Pytanie brzmi: Dlaczego medycyna oficjalnie wciąż szuka sposobów na leczenie chorób, skoro sposoby na absolutne wyleczenie z wielu przypadłości są znane od tysięcy lat. Oni mają nas leczyć, a nie wyleczyć. Ale leczenie na ogół polega na wykańczaniu innej części ciała, która zaczyna chorować za czas jakiś, więc nikomu nie przychodzi do głowy, że zachorował z przyczyny takiej, iż miał zachorować, by znowu musieć się leczyć. Najlepszym przykładem są szczepionki - największe medyczne oszustwo.
„Na początku było słowo, a słowo było u Boga” , to SŁOWO, to właśnie częstotliwość drgań fali, bo wszystko co jest, jest zbudowane z zagęszczonego płynnego światła świadomości Boga (z tego światła złożone są obrazy naszych myśli), dlatego się mówi, że wszystko jest jednością, a cała wiedza Boga jest dostępna każdemu, zawsze i wszędzie, jeśli tylko ten zechce ją sobie uświadomić, a w zasadzie przypomnieć, bo ona jest w nim.
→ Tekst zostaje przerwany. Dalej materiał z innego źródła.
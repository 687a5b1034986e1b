//! Shared types for beacon region monitoring

use serde::{Deserialize, Serialize};
use std::time::{SystemTime, UNIX_EPOCH};

/// Get current epoch time in milliseconds
pub fn epoch_ms() -> u64 {
    SystemTime::now().duration_since(UNIX_EPOCH).unwrap_or_default().as_millis() as u64
}

/// A user-registered beacon as stored in the external registry
///
/// Identity is the `(uuid, major, minor)` triple. The components are kept as
/// the strings the user typed; they are validated when regions are built.
#[derive(Debug, Clone, PartialEq, Eq, Hash, Serialize, Deserialize)]
pub struct BeaconDefinition {
    pub uuid: String,
    pub major: String,
    pub minor: String,
    #[serde(default, rename = "name", alias = "informal_name", skip_serializing_if = "Option::is_none")]
    pub informal_name: Option<String>,
}

impl BeaconDefinition {
    pub fn new(uuid: &str, major: &str, minor: &str) -> Self {
        Self {
            uuid: uuid.to_string(),
            major: major.to_string(),
            minor: minor.to_string(),
            informal_name: None,
        }
    }

    pub fn with_name(mut self, name: &str) -> Self {
        self.informal_name = Some(name.to_string());
        self
    }

    /// Region id derived from the identifier triple
    pub fn region_id(&self) -> RegionId {
        RegionId(format!("{}{}{}", self.uuid, self.major, self.minor))
    }

    /// Whether this definition has the given identifier triple
    pub fn matches(&self, uuid: &str, major: &str, minor: &str) -> bool {
        self.uuid == uuid && self.major == major && self.minor == minor
    }

    /// Informal name, ignoring empty strings
    pub fn display_name(&self) -> Option<&str> {
        self.informal_name.as_deref().filter(|name| !name.is_empty())
    }
}

/// Newtype wrapper for region ids
///
/// Raw callbacks from the scanning engine carry this id back to us.
#[derive(Debug, Clone, PartialEq, Eq, Hash, PartialOrd, Ord, Serialize, Deserialize)]
#[serde(transparent)]
pub struct RegionId(pub String);

impl RegionId {
    pub fn as_str(&self) -> &str {
        &self.0
    }
}

impl From<&str> for RegionId {
    fn from(raw: &str) -> Self {
        RegionId(raw.to_string())
    }
}

impl std::fmt::Display for RegionId {
    fn fmt(&self, f: &mut std::fmt::Formatter<'_>) -> std::fmt::Result {
        write!(f, "{}", self.0)
    }
}

/// Presence state of a single watched region
#[derive(Debug, Clone, Copy, PartialEq, Eq, Default)]
pub enum RegionState {
    #[default]
    Outside,
    Inside,
}

impl RegionState {
    pub fn as_str(&self) -> &'static str {
        match self {
            RegionState::Outside => "outside",
            RegionState::Inside => "inside",
        }
    }
}

/// Region state as reported by the scanning engine's state callback
#[derive(Debug, Clone, Copy, PartialEq, Eq)]
pub enum RawRegionState {
    Outside,
    Inside,
    Unknown(i32),
}

impl From<i32> for RawRegionState {
    fn from(code: i32) -> Self {
        match code {
            0 => RawRegionState::Outside,
            1 => RawRegionState::Inside,
            other => RawRegionState::Unknown(other),
        }
    }
}

impl RawRegionState {
    pub fn as_str(&self) -> &'static str {
        match self {
            RawRegionState::Outside => "outside",
            RawRegionState::Inside => "inside",
            RawRegionState::Unknown(_) => "unknown",
        }
    }
}

/// Kind of a canonical event
#[derive(Debug, Clone, Copy, PartialEq, Eq)]
pub enum EventKind {
    Enter,
    Exit,
    /// Informational state report, never changes presence
    StateUnchanged(RawRegionState),
}

impl EventKind {
    pub fn as_str(&self) -> &'static str {
        match self {
            EventKind::Enter => "enter",
            EventKind::Exit => "exit",
            EventKind::StateUnchanged(_) => "state_unchanged",
        }
    }
}

/// Normalized callback from the scanning engine
#[derive(Debug, Clone, PartialEq, Eq)]
pub struct CanonicalEvent {
    pub region_id: RegionId,
    pub kind: EventKind,
    pub timestamp: u64,
}

impl CanonicalEvent {
    pub fn new(region_id: RegionId, kind: EventKind) -> Self {
        Self { region_id, kind, timestamp: epoch_ms() }
    }
}

/// A presence change that survived deduplication
#[derive(Debug, Clone, Copy, PartialEq, Eq, Serialize)]
#[serde(rename_all = "lowercase")]
pub enum Transition {
    Enter,
    Exit,
}

impl Transition {
    /// Action string used on the wire
    pub fn as_str(&self) -> &'static str {
        match self {
            Transition::Enter => "enter",
            Transition::Exit => "exit",
        }
    }
}

/// Presence change emitted by the region state machine
///
/// Carries the in-range snapshot taken in the same critical section as the
/// mutation that produced it.
#[derive(Debug, Clone, PartialEq, Eq)]
pub struct DeliveredEvent {
    pub region_id: RegionId,
    /// Definition the region was built from
    pub beacon: BeaconDefinition,
    pub transition: Transition,
    pub timestamp: u64,
    pub in_range: Vec<BeaconDefinition>,
}

#[cfg(test)]
mod tests {
    use super::*;

    #[test]
    fn test_region_id_is_concatenation() {
        let def = BeaconDefinition::new("e2c56db5-dffb-48d2-b060-d0f5a71096e0", "1", "42");
        assert_eq!(def.region_id().as_str(), "e2c56db5-dffb-48d2-b060-d0f5a71096e0142");
    }

    #[test]
    fn test_display_name_ignores_empty() {
        let def = BeaconDefinition::new("A", "1", "1").with_name("");
        assert_eq!(def.display_name(), None);
        let def = BeaconDefinition::new("A", "1", "1").with_name("Desk");
        assert_eq!(def.display_name(), Some("Desk"));
    }

    #[test]
    fn test_raw_region_state_from_code() {
        assert_eq!(RawRegionState::from(0), RawRegionState::Outside);
        assert_eq!(RawRegionState::from(1), RawRegionState::Inside);
        assert_eq!(RawRegionState::from(7), RawRegionState::Unknown(7));
    }
}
Wrócę jeszcze do sprawy szczepionek, bo ktoś może się pultać, że bredzę. Otóż badania potwierdzają, że szczepionki prawie nigdy nie pomagają ludziom ani zwierzętom, a wręcz zazwyczaj całe rzesze zapadają na różne dolegliwości poszczepionkowe, a nawet umierają. Żaden świadomy tego lekarz, nie poddaje się szczepieniom, ale nie robi nic, by odwieść od tego pacjentów - mówiąc w wielkim uproszczeniu, bo straciłby pracę, gdyby okazał się oporny na współpracę.
Co roku opętani jesteśmy kampanią straszenia nas nadciągającą pandemią virusa Grypy. Zawsze zanim grypka wyjdzie na dwór, namawiani jesteśmy do szczepienia. I teraz czytelniku pomyśl logicznie. Każdego roku virus ten ma inną formę, więc szczepionka z zeszłego roku nijak nie może pomóc w jego zwalczeniu w roku następnym. Nikt też nie jest w stanie przewidzieć jaki szczep się stworzy, więc także nikt nie ma prawa znać nań antidotum. Czemu zatem ONI wiedzą, albo raczej skąd ONI wiedzą co nas uleczy, proponując nam szczepionki, albo ewentualnie czemu kłamią, że wiedzą?
Jeśli wiedzą, to tylko dlatego, że sami go tworzą i wypuszczają w społeczeństwo, by potem trzaskać kasę na "leczeniu" naiwniaków, których zarazili.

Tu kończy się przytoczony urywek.